Can this kind of hot-deploy be used in a released version of my software ?
Upvotes: 3
Views: 13779
Reputation: 51
I faced the same problem today and using an exploded .war just didn't cut it for me.
My solution was to also use the following context.xml file in Tomcat ($CATALINA_BASE\conf\context.xml
):
<Context reloadable="true">
<Resources cachingAllowed="false" cacheMaxSize="0" />
<WatchedResource>WEB-INF/web.xml</WatchedResource>
<WatchedResource>${catalina.base}/conf/web.xml</WatchedResource>
<Manager pathname="" />
</Context>
I also used the following in my Jsp's for the client side cache:
<%
response.setHeader("Cache-Control","no-cache"); //HTTP 1.1
response.setHeader("Pragma","no-cache"); //HTTP 1.0
response.setDateHeader ("Expires", 0);
%>
after tomcat restart it was possible to just copy the Jsp's to $CATALINA_BASE\webapps\<context>\WEB-INF\...
and do a quick reload (F5) in my browser to see the changes.
Bonus: Tomcat also does a reload on all its ressources when i copy .class or .jar files into /WEB-INF now :)
Upvotes: 1
Reputation: 501
As the linked question doesn't really go into details ...
In $CATALINA_BASE/conf/server.xm
l, you need to configure the local server to unpack WARs. Here's the example from my development server:
<Host appBase="webapps" autoDeploy="true" deployOnStartup="true"

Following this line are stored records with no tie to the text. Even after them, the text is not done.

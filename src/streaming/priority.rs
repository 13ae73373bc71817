//! Priority queue of chunks to activate, nearest to the viewpoint first

use std::cmp::Ordering;
use std::collections::BinaryHeap;

use glam::{IVec3, Vec3};

use crate::streaming::coord::ChunkCoord;

/// Priority information for a chunk
#[derive(Clone, Copy, Debug)]
pub struct ChunkPriority {
    pub coord: ChunkCoord,
    pub priority: f32, // Higher = more important
    pub distance: f32, // Viewpoint to chunk center
}

impl ChunkPriority {
    /// Priority of a chunk for a viewpoint. Flat volumes measure on X/Z only.
    pub fn calculate(coord: ChunkCoord, viewpoint: Vec3, dims: [usize; 3], flat: bool) -> Self {
        let distance = planar(coord.world_center(dims), flat).distance(planar(viewpoint, flat));
        Self {
            coord,
            priority: 1.0 / (distance + 1.0),
            distance,
        }
    }
}

fn planar(v: Vec3, flat: bool) -> Vec3 {
    if flat { Vec3::new(v.x, 0.0, v.z) } else { v }
}

/// Distance from `point` to the closest point of the chunk's box
fn box_distance(coord: ChunkCoord, point: Vec3, dims: [usize; 3], flat: bool) -> f32 {
    let min = coord.origin_cell(dims).as_vec3();
    let max = min + Vec3::new(dims[0] as f32, dims[1] as f32, dims[2] as f32);
    let point = planar(point, flat);
    let (min, max) = (planar(min, flat), planar(max, flat));
    point.clamp(min, max).distance(point)
}

// BinaryHeap is a max-heap: highest priority pops first
impl Eq for ChunkPriority {}

impl PartialEq for ChunkPriority {
    fn eq(&self, other: &Self) -> bool {
        self.coord == other.coord
    }
}

impl Ord for ChunkPriority {
    fn cmp(&self, other: &Self) -> Ordering {
        // Coordinate tie-break keeps pop order deterministic
        self.priority
            .total_cmp(&other.priority)
            .then_with(|| other.coord.cmp(&self.coord))
    }
}

impl PartialOrd for ChunkPriority {
    fn partial_cmp(&self, other: &Self) -> Option<Ordering> {
        Some(self.cmp(other))
    }
}

/// Chunks inside the interest radius, ordered for activation
pub struct ActivationQueue {
    heap: BinaryHeap<ChunkPriority>,
    radius: f32,
}

impl ActivationQueue {
    pub fn new(radius: f32) -> Self {
        Self {
            heap: BinaryHeap::new(),
            radius,
        }
    }

    pub fn radius(&self) -> f32 {
        self.radius
    }

    pub fn clear(&mut self) {
        self.heap.clear();
    }

    pub fn push(&mut self, priority: ChunkPriority) {
        self.heap.push(priority);
    }

    pub fn pop(&mut self) -> Option<ChunkPriority> {
        self.heap.pop()
    }

    pub fn len(&self) -> usize {
        self.heap.len()
    }

    pub fn is_empty(&self) -> bool {
        self.heap.is_empty()
    }

    /// Refill with every chunk whose box lies within the radius of `viewpoint`.
    ///
    /// The chunk containing the viewpoint is always included. Flat volumes
    /// only scan chunk Y = 0.
    pub fn update(&mut self, viewpoint: Vec3, dims: [usize; 3], flat: bool) {
        self.clear();

        let cell = viewpoint.floor().as_ivec3();
        let center = ChunkCoord::from_cell(IVec3::new(cell.x, if flat { 0 } else { cell.y }, cell.z), dims);
        let reach = |extent: usize| (self.radius / extent as f32).ceil() as i32 + 1;
        let (rx, rz) = (reach(dims[0]), reach(dims[2]));
        let ry = if flat { 0 } else { reach(dims[1]) };

        for dy in -ry..=ry {
            for dz in -rz..=rz {
                for dx in -rx..=rx {
                    let coord = ChunkCoord::new(center.x + dx, center.y + dy, center.z + dz);
                    if coord != center && box_distance(coord, viewpoint, dims, flat) > self.radius {
                        continue;
                    }
                    self.push(ChunkPriority::calculate(coord, viewpoint, dims, flat));
                }
            }
        }
    }

    /// Drain in priority order
    pub fn drain_ordered(&mut self) -> Vec<ChunkCoord> {
        std::iter::from_fn(|| self.heap.pop()).map(|p| p.coord).collect()
    }
}
//! Error types raised by database clients

use thiserror::Error;

/// Error type for client operations
///
/// `AutoReconnect` is the only kind a retry layer may treat as transient:
/// the driver raises it while it re-establishes a lost connection to the
/// cluster, and it clears on its own once a new primary is reachable.
#[derive(Error, Debug, Clone, PartialEq, Eq)]
pub enum DriverError {
    #[error("AutoReconnect: {0}")]
    AutoReconnect(String),

    #[error("Connection failure: {0}")]
    ConnectionFailure(String),

    #[error("Operation failure: {0}")]
    OperationFailure(String),

    #[error("Authentication failed: {0}")]
    Authentication(String),

    #[error("Invalid name: {0}")]
    InvalidName(String),

    #[error("Duplicate key: {0}")]
    DuplicateKey(String),

    #[error("'{0}' object is not callable")]
    NotCallable(String),

    #[error("Serialization error: {0}")]
    Serialization(String),

    #[error("{0}")]
    Other(String),
}

impl DriverError {
    /// Whether this error signals a reconnect in progress
    pub fn is_auto_reconnect(&self) -> bool {
        matches!(self, DriverError::AutoReconnect(_))
    }
}

impl From<serde_json::Error> for DriverError {
    fn from(err: serde_json::Error) -> Self {
        DriverError::Serialization(err.to_string())
    }
}

/// Result type alias for client operations
pub type Result<T> = std::result::Result<T, DriverError>;

#[cfg(test)]
mod tests {
    use super::*;

    #[test]
    fn test_only_auto_reconnect_is_transient() {
        assert!(DriverError::AutoReconnect("primary stepped down".into()).is_auto_reconnect());
        assert!(!DriverError::ConnectionFailure("refused".into()).is_auto_reconnect());
        assert!(!DriverError::OperationFailure("bad query".into()).is_auto_reconnect());
        assert!(!DriverError::Authentication("bad password".into()).is_auto_reconnect());
    }

    #[test]
    fn test_display_keeps_message() {
        let err = DriverError::AutoReconnect("node-2:27017: connection closed".into());
        assert_eq!(err.to_string(), "AutoReconnect: node-2:27017: connection closed");

        let err = DriverError::NotCallable("Collection".into());
        assert_eq!(err.to_string(), "'Collection' object is not callable");
    }
}
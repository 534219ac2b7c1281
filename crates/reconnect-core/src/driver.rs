//! Driver-level namespace: constants and free functions

use crate::{DriverError, Result};

/// Ascending index direction
pub const ASCENDING: i32 = 1;

/// Descending index direction
pub const DESCENDING: i32 = -1;

pub const DEFAULT_PORT: u16 = 27017;

/// Version of the client library
pub fn version() -> &'static str {
    env!("CARGO_PKG_VERSION")
}

/// Split a `mongodb://host[:port][/database]` URI into host and port
pub fn parse_uri(uri: &str) -> Result<(String, u16)> {
    let rest = uri
        .strip_prefix("mongodb://")
        .ok_or_else(|| DriverError::InvalidName(format!("unsupported URI scheme: {}", uri)))?;

    let authority = rest.split('/').next().unwrap_or_default();
    // Credentials are not used by the client abstractions
    let authority = authority.rsplit('@').next().unwrap_or_default();

    if authority.is_empty() {
        return Err(DriverError::InvalidName(format!("missing host in URI: {}", uri)));
    }

    match authority.rsplit_once(':') {
        Some((host, port)) => {
            let port = port
                .parse::<u16>()
                .map_err(|_| DriverError::InvalidName(format!("invalid port in URI: {}", uri)))?;
            Ok((host.to_string(), port))
        }
        None => Ok((authority.to_string(), DEFAULT_PORT)),
    }
}
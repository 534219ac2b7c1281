//! Classification of client members into retryable operations
//!
//! An operation is a public, invocable member of one of the client's root
//! surfaces. The set depends only on the surface descriptions, so it is
//! computed once and shared by every proxy.

use std::collections::BTreeSet;
use std::sync::{Arc, LazyLock};

use reconnect_core::{
    COLLECTION_SURFACE, CONNECTION_SURFACE, DRIVER_SURFACE, Member, SurfaceDescriptor,
};

/// Root surfaces the process-wide operation set is classified from:
/// the collection handle, the top-level connection and the driver namespace.
pub static DEFAULT_ROOTS: [&SurfaceDescriptor; 3] =
    [&COLLECTION_SURFACE, &CONNECTION_SURFACE, &DRIVER_SURFACE];

static GLOBAL_OPERATIONS: LazyLock<Arc<OperationSet>> =
    LazyLock::new(|| Arc::new(OperationSet::classify(&DEFAULT_ROOTS)));

/// Names of the members whose calls are retried
#[derive(Debug, Clone, Default, PartialEq, Eq)]
pub struct OperationSet {
    names: BTreeSet<String>,
}

impl OperationSet {
    /// Union of the public, invocable member names of `roots`.
    ///
    /// # Panics
    ///
    /// Panics if `roots` is empty.
    pub fn classify(roots: &[&SurfaceDescriptor]) -> Self {
        assert!(
            !roots.is_empty(),
            "operation classification needs at least one root surface"
        );

        let names: BTreeSet<String> = roots
            .iter()
            .flat_map(|surface| surface.members())
            .filter(|member| member.is_invocable() && !member.is_private())
            .map(Member::name)
            .map(str::to_string)
            .collect();

        tracing::debug!(
            roots = ?roots.iter().map(|s| s.name()).collect::<Vec<_>>(),
            operations = names.len(),
            "classified client operations"
        );

        Self { names }
    }

    /// Build a set from an explicit list of names
    pub fn from_names<I, S>(names: I) -> Self
    where
        I: IntoIterator<Item = S>,
        S: Into<String>,
    {
        Self {
            names: names.into_iter().map(Into::into).collect(),
        }
    }

    /// The process-wide set classified from [`DEFAULT_ROOTS`]
    pub fn global() -> Arc<Self> {
        GLOBAL_OPERATIONS.clone()
    }

    pub fn contains(&self, name: &str) -> bool {
        self.names.contains(name)
    }

    pub fn len(&self) -> usize {
        self.names.len()
    }

    pub fn is_empty(&self) -> bool {
        self.names.is_empty()
    }

    /// Names in sorted order
    pub fn iter(&self) -> impl Iterator<Item = &str> {
        self.names.iter().map(String::as_str)
    }
}
//! Reconnect Proxy - transparent auto-reconnect for database client handles
//!
//! Wrapping a connection in a [`ReconnectProxy`] makes every operation on it,
//! and on the databases and collections reached through it, retry when the
//! cluster reports a transient `AutoReconnect` failure during failover.

pub mod classifier;
mod config;
pub mod logging;
pub mod proxy;
pub mod retry;

pub use classifier::{DEFAULT_ROOTS, OperationSet};
pub use config::{ConfigError, ProxyConfig, RetryConfig};
pub use proxy::{BoundOperation, ProxyBuilder, ReconnectProxy, wrap};
pub use retry::{BackoffStrategy, RetryPolicy, Transient};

deployXML="true" name="localhost" unpackWARs="true">
By default, Tomcat will check for changes to JSP files. In fact, you have to change that for production, as described here.
With these changes in place, you will find your web-app in $CATALINA_BASE/work/Catalina/localhost
(assuming, again, a default install; if you're configuring server name, it won't be localhost
). Edit the file in-place, and the changes will appear when you load the page next.
Is this kind of hot-deploy can be used in a release versioin of my software
Not if you want to avoid hard-to-track-down bugs.